According to the Georgia Department of Public Health, as of April 20, there were 19,398 confirmed COVID-19 cases, 3,702 people hospitalized and 774 deaths and of those 774 deaths, 422 were black men and women. There are now 500 new confirmed cases.
It is not safe to be anywhere other than inside your home. But this move, this maneuver by the governor is not about our safety. It’s deeper than that. Last week, we were told that Georgia has not yet reached its peak. Last week, many people woke up to stimulus money in their dwindling bank accounts—monies that must now be used to stimulate the economy, particularly small businesses, which were left out in the cold after big businesses received millions in their coffers.

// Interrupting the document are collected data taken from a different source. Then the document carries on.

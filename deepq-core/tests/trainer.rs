use anyhow::Result;
use deepq_core::{
    record::{BufferedRecorder, NullRecorder, Record, Recorder, TIMESTAMP_KEY},
    replay_buffer::{ReplayBuffer, ReplayBufferConfig},
    Agent, DeepqError, Env, ExperienceBufferBase, Frame, IdentityPreprocessor, Phase, Policy,
    ReplayBufferBase, StackedFrames, Step, Trainer, TrainerConfig, TrainerState,
    TRAINER_STATE_FILE,
};
use serde::{Deserialize, Serialize};
use std::{fs::File, io::Write, path::Path};
use tempdir::TempDir;

/// Episodes of fixed length. The frame holds the step index in the episode,
/// every step yields reward 1.
struct CountingEnv {
    episode_len: usize,
    fail_at: Option<usize>,
    t: usize,
    n_steps: usize,
}

#[derive(Clone)]
struct CountingEnvConfig {
    episode_len: usize,

    /// Fails once at this global step.
    fail_at: Option<usize>,
}

fn frame(v: usize) -> Frame {
    Frame::new([1, 1], vec![v as f32]).unwrap()
}

impl Env for CountingEnv {
    type Config = CountingEnvConfig;
    type Frame = Frame;
    type Info = ();

    fn build(config: &Self::Config, _seed: i64) -> Result<Self> {
        Ok(Self {
            episode_len: config.episode_len,
            fail_at: config.fail_at,
            t: 0,
            n_steps: 0,
        })
    }

    fn n_actions(&self) -> usize {
        2
    }

    fn reset(&mut self) -> Result<Frame> {
        self.t = 0;
        Ok(frame(0))
    }

    fn step(&mut self, _act: usize) -> Result<Step<Self>> {
        if self.fail_at == Some(self.n_steps) {
            self.fail_at = None;
            anyhow::bail!("emulator crashed");
        }
        self.n_steps += 1;
        self.t += 1;
        Ok(Step::new(frame(self.t), 1.0, self.t == self.episode_len, ()))
    }
}

/// Agent optimizing on batches of 4 and counting what the trainer asks.
#[derive(Default, Serialize, Deserialize, PartialEq, Debug)]
struct CountingAgent {
    n_opts: usize,
    n_syncs: usize,
    n_samples: usize,
    #[serde(skip)]
    is_train: bool,
    #[serde(skip)]
    n_actions: usize,
}

impl CountingAgent {
    fn new(n_actions: usize) -> Self {
        Self {
            n_actions,
            ..Self::default()
        }
    }
}

impl Policy for CountingAgent {
    fn sample(&mut self, _obs: &StackedFrames, _env_steps: usize) -> Result<usize> {
        self.n_samples += 1;
        Ok(self.n_samples % 2)
    }
}

impl Agent<ReplayBuffer> for CountingAgent {
    fn train(&mut self) {
        self.is_train = true;
    }

    fn eval(&mut self) {
        self.is_train = false;
    }

    fn is_train(&self) -> bool {
        self.is_train
    }

    fn n_actions(&self) -> usize {
        self.n_actions
    }

    fn epsilon(&self, env_steps: usize) -> f64 {
        1.0 / (1.0 + env_steps as f64)
    }

    fn opt_with_record(&mut self, buffer: &mut ReplayBuffer) -> Result<Option<Record>> {
        match buffer.batch(4) {
            Ok(batch) => {
                self.n_opts += 1;
                Ok(Some(Record::from_scalar("loss", batch.reward.iter().sum())))
            }
            Err(e) if DeepqError::is_insufficient_data(&e) => Ok(None),
            Err(e) => Err(e),
        }
    }

    fn sync_target(&mut self) -> Result<()> {
        self.n_syncs += 1;
        Ok(())
    }

    fn save_params(&self, path: &Path) -> Result<()> {
        let mut file = File::create(path.join("agent.yaml"))?;
        file.write_all(serde_yaml::to_string(self)?.as_bytes())?;
        Ok(())
    }

    fn load_params(&mut self, path: &Path) -> Result<()> {
        let file = File::open(path.join("agent.yaml"))?;
        *self = Self {
            is_train: true,
            n_actions: self.n_actions,
            ..serde_yaml::from_reader(file)?
        };
        Ok(())
    }
}

type CountingTrainer = Trainer<CountingEnv, IdentityPreprocessor, CountingAgent, ReplayBuffer>;

fn trainer(
    config: TrainerConfig,
    env_config: CountingEnvConfig,
    recorder: Box<dyn Recorder>,
) -> Result<CountingTrainer> {
    let env = CountingEnv::build(&env_config, 0)?;
    let buffer = ReplayBuffer::build(&ReplayBufferConfig::default().capacity(100))?;
    Trainer::build(
        config,
        env,
        IdentityPreprocessor,
        CountingAgent::new(2),
        buffer,
        recorder,
    )
}

fn env_config(episode_len: usize) -> CountingEnvConfig {
    CountingEnvConfig {
        episode_len,
        fail_at: None,
    }
}

#[test]
fn test_warmup_fills_buffer_and_advances_steps() -> Result<()> {
    let _ = env_logger::builder().is_test(true).try_init();
    let config = TrainerConfig::default().n_stack(2).warmup_steps(5);
    let mut trainer = trainer(config, env_config(3), Box::new(NullRecorder))?;
    assert_eq!(trainer.phase(), Phase::Init);
    assert!(trainer.agent().is_train());

    let stats = trainer.next().unwrap()?;
    assert_eq!(trainer.phase(), Phase::Running);
    assert_eq!(stats.episode, 0);
    assert_eq!(stats.length, 3);
    assert_eq!(stats.cumulative_reward, 3.0);
    assert_eq!(stats.env_steps, 8);
    assert_eq!(trainer.buffer().len(), 8);

    // No optimization during warm-up: 8 transitions, opt from the 4th on.
    assert_eq!(trainer.state().opt_steps, 3);
    Ok(())
}

#[test]
fn test_stacked_frames_in_transitions() -> Result<()> {
    let config = TrainerConfig::default().n_stack(3);
    let mut trainer = trainer(config, env_config(4), Box::new(NullRecorder))?;
    trainer.next().unwrap()?;

    let trs = trainer.buffer().iter().collect::<Vec<_>>();
    assert_eq!(trs.len(), 4);
    assert_eq!(trs[0].state.to_vec(), vec![0.0, 0.0, 0.0]);
    assert_eq!(trs[0].next_state.to_vec(), vec![0.0, 0.0, 1.0]);
    assert_eq!(trs[2].next_state.to_vec(), vec![1.0, 2.0, 3.0]);
    assert_eq!(trs[3].next_state.to_vec(), vec![2.0, 3.0, 4.0]);
    assert!(trs[..3].iter().all(|tr| !tr.done));
    assert!(trs[3].done);
    Ok(())
}

#[test]
fn test_episodes_are_unbounded_until_stop_signal() -> Result<()> {
    let mut trainer = trainer(TrainerConfig::default(), env_config(2), Box::new(NullRecorder))?;
    let stop = trainer.stop_signal();

    let episodes = trainer.by_ref().take(5).collect::<Result<Vec<_>>>()?;
    assert_eq!(
        episodes.iter().map(|s| s.episode).collect::<Vec<_>>(),
        vec![0, 1, 2, 3, 4]
    );
    assert_eq!(episodes[4].env_steps, 10);

    stop.stop();
    assert!(trainer.next().is_none());
    assert!(trainer.next().is_none());
    assert_eq!(trainer.phase(), Phase::Stopped);
    assert_eq!(trainer.state().episode, 5);
    Ok(())
}

#[test]
fn test_target_sync_cadence() -> Result<()> {
    let config = TrainerConfig::default().update_target_every(4);
    let mut trainer = trainer(config, env_config(5), Box::new(NullRecorder))?;
    trainer.next().unwrap()?;
    trainer.next().unwrap()?;

    // Steps 0..10, synchronized at 0, 4 and 8.
    assert_eq!(trainer.state().env_steps, 10);
    assert_eq!(trainer.agent().n_syncs, 3);
    Ok(())
}

#[test]
fn test_warmup_steps_do_not_sync() -> Result<()> {
    let config = TrainerConfig::default()
        .warmup_steps(8)
        .update_target_every(4);
    let mut trainer = trainer(config, env_config(2), Box::new(NullRecorder))?;
    trainer.next().unwrap()?;

    // Warm-up covers steps 0..8, the episode steps 8 and 9.
    assert_eq!(trainer.agent().n_syncs, 1);
    assert_eq!(trainer.agent().n_samples, 10);
    Ok(())
}

#[test]
fn test_opt_interval() -> Result<()> {
    let config = TrainerConfig::default().opt_interval(2);
    let mut trainer = trainer(config, env_config(10), Box::new(NullRecorder))?;
    trainer.next().unwrap()?;

    // Steps 4, 6 and 8 have at least 4 transitions.
    assert_eq!(trainer.state().opt_steps, 3);
    assert_eq!(trainer.agent().n_opts, 3);
    Ok(())
}

#[test]
fn test_environment_error_aborts_episode() -> Result<()> {
    let env_config = CountingEnvConfig {
        episode_len: 3,
        fail_at: Some(4),
    };
    let mut trainer = trainer(TrainerConfig::default(), env_config, Box::new(NullRecorder))?;

    let stats = trainer.next().unwrap()?;
    assert_eq!(stats.length, 3);

    let err = trainer.next().unwrap().unwrap_err();
    match err.downcast_ref::<DeepqError>() {
        Some(DeepqError::Environment(msg)) => assert!(msg.contains("emulator crashed")),
        e => panic!("unexpected error {:?}", e),
    }

    // The next episode starts from a fresh reset.
    let stats = trainer.next().unwrap()?;
    assert_eq!(stats.episode, 1);
    assert_eq!(stats.length, 3);
    assert_eq!(stats.cumulative_reward, 3.0);
    Ok(())
}

#[test]
fn test_max_episode_steps() -> Result<()> {
    let config = TrainerConfig::default().max_episode_steps(4);
    let mut trainer = trainer(config, env_config(usize::MAX), Box::new(NullRecorder))?;
    let stats = trainer.next().unwrap()?;
    assert_eq!(stats.length, 4);
    assert!(trainer.buffer().iter().all(|tr| !tr.done));
    Ok(())
}

#[test]
fn test_records() -> Result<()> {
    let recorder = BufferedRecorder::new();
    let config = TrainerConfig::default().warmup_steps(2);
    let mut trainer = trainer(config, env_config(3), Box::new(recorder.clone()))?;
    trainer.by_ref().take(2).collect::<Result<Vec<_>>>()?;

    let epsilons = recorder.records_with("epsilon");
    assert_eq!(epsilons.len(), 8);
    for (i, r) in epsilons.iter().enumerate() {
        assert_eq!(r.get_scalar("env_steps")?, i as f32);
        assert_eq!(r.get_scalar("epsilon")?, 1.0 / (1.0 + i as f32));
        assert!(r.get_datetime(TIMESTAMP_KEY).is_ok());
    }

    let losses = recorder.records_with("loss");
    assert_eq!(losses.len(), trainer.state().opt_steps);
    // Batches of 4 are available from step 3 on.
    assert_eq!(losses.len(), 5);
    assert_eq!(losses[0].get_scalar("env_steps")?, 3.0);
    assert_eq!(losses[0].get_scalar("opt_steps")?, 1.0);

    let episodes = recorder.records_with("episode_reward");
    assert_eq!(episodes.len(), 2);
    assert_eq!(episodes[1].get_scalar("episode")?, 1.0);
    assert_eq!(episodes[1].get_scalar("episode_length")?, 3.0);
    assert_eq!(episodes[1].get_scalar("env_steps")?, 8.0);
    Ok(())
}

#[test]
fn test_checkpoint_and_resume() -> Result<()> {
    let dir = TempDir::new("trainer_checkpoint")?;
    let model_dir = dir.path().to_str().unwrap().to_string();
    let config = TrainerConfig::default()
        .update_target_every(2)
        .save_interval(2)
        .model_dir(&model_dir);

    let mut trainer = trainer(config.clone(), env_config(3), Box::new(NullRecorder))?;
    trainer.by_ref().take(4).collect::<Result<Vec<_>>>()?;
    assert!(dir.path().join("2").join(TRAINER_STATE_FILE).is_file());
    assert!(!dir.path().join("3").exists());
    let ckpt = dir.path().join("4");
    assert_eq!(
        TrainerState::load(ckpt.join(TRAINER_STATE_FILE))?,
        trainer.state()
    );

    let mut resumed = self::trainer(config, env_config(3), Box::new(NullRecorder))?;
    resumed.resume(&ckpt)?;
    assert_eq!(resumed.state(), trainer.state());
    assert_eq!(resumed.agent(), trainer.agent());

    // The step counter continues from the restored value.
    let stats = resumed.next().unwrap()?;
    assert_eq!(stats.episode, 4);
    assert_eq!(stats.env_steps, 15);
    Ok(())
}

#[test]
fn test_failed_checkpoint_does_not_stop_training() -> Result<()> {
    let dir = TempDir::new("trainer_checkpoint_fail")?;
    // A file where the model directory should be.
    let blocker = dir.path().join("blocker");
    File::create(&blocker)?;
    let config = TrainerConfig::default()
        .save_interval(1)
        .model_dir(blocker.to_str().unwrap());

    let mut trainer = trainer(config, env_config(2), Box::new(NullRecorder))?;
    assert!(trainer.next().unwrap().is_ok());
    assert!(trainer.next().unwrap().is_ok());
    Ok(())
}

#[test]
fn test_action_count_mismatch_is_rejected() -> Result<()> {
    for n_actions in [1, 3] {
        let env = CountingEnv::build(&env_config(3), 0)?;
        let buffer = ReplayBuffer::build(&ReplayBufferConfig::default())?;
        let err = Trainer::build(
            TrainerConfig::default(),
            env,
            IdentityPreprocessor,
            CountingAgent::new(n_actions),
            buffer,
            Box::new(NullRecorder),
        )
        .err()
        .unwrap();
        assert!(matches!(
            err.downcast_ref::<DeepqError>(),
            Some(DeepqError::InvalidConfiguration(_))
        ));
    }
    Ok(())
}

The stimulus checks are nothing more than a ploy. The government wants to use US (Remember the Tuskegee Syphilis Experiment). Let’s look at this with open eyes and from a critical standpoint. Who frequents hair salons, nail salons and barbers religiously? Black people! A white man shaves his face every day at home in his own mirror. His son sits in a chair in the kitchen and his mother trims his hair. They shampoo their hair every time they shower so who then is being targeted to go outside and play with Covid19 to see if they can live through the exposure of venturing into barbershops, hair salons, nail salons that are not large enough for one to safely practice social distancing? It’s us, Black People!
We must think back to the time when we washed and styled our own hair, braided our kids’ hair, polished our own nails. Think back to the time when a mani/pedi was not a thing for our people!
These openings are irresponsible and based on political and economical greed—nothing more.
Black People, stay home! Use what you have in your house. If you want to do something worthwhile, $cashapp your stylist, barber, nail tech the cost of a service that way they can live and so can you.
Let’s live and let’s vote like our lives depend on it because it does.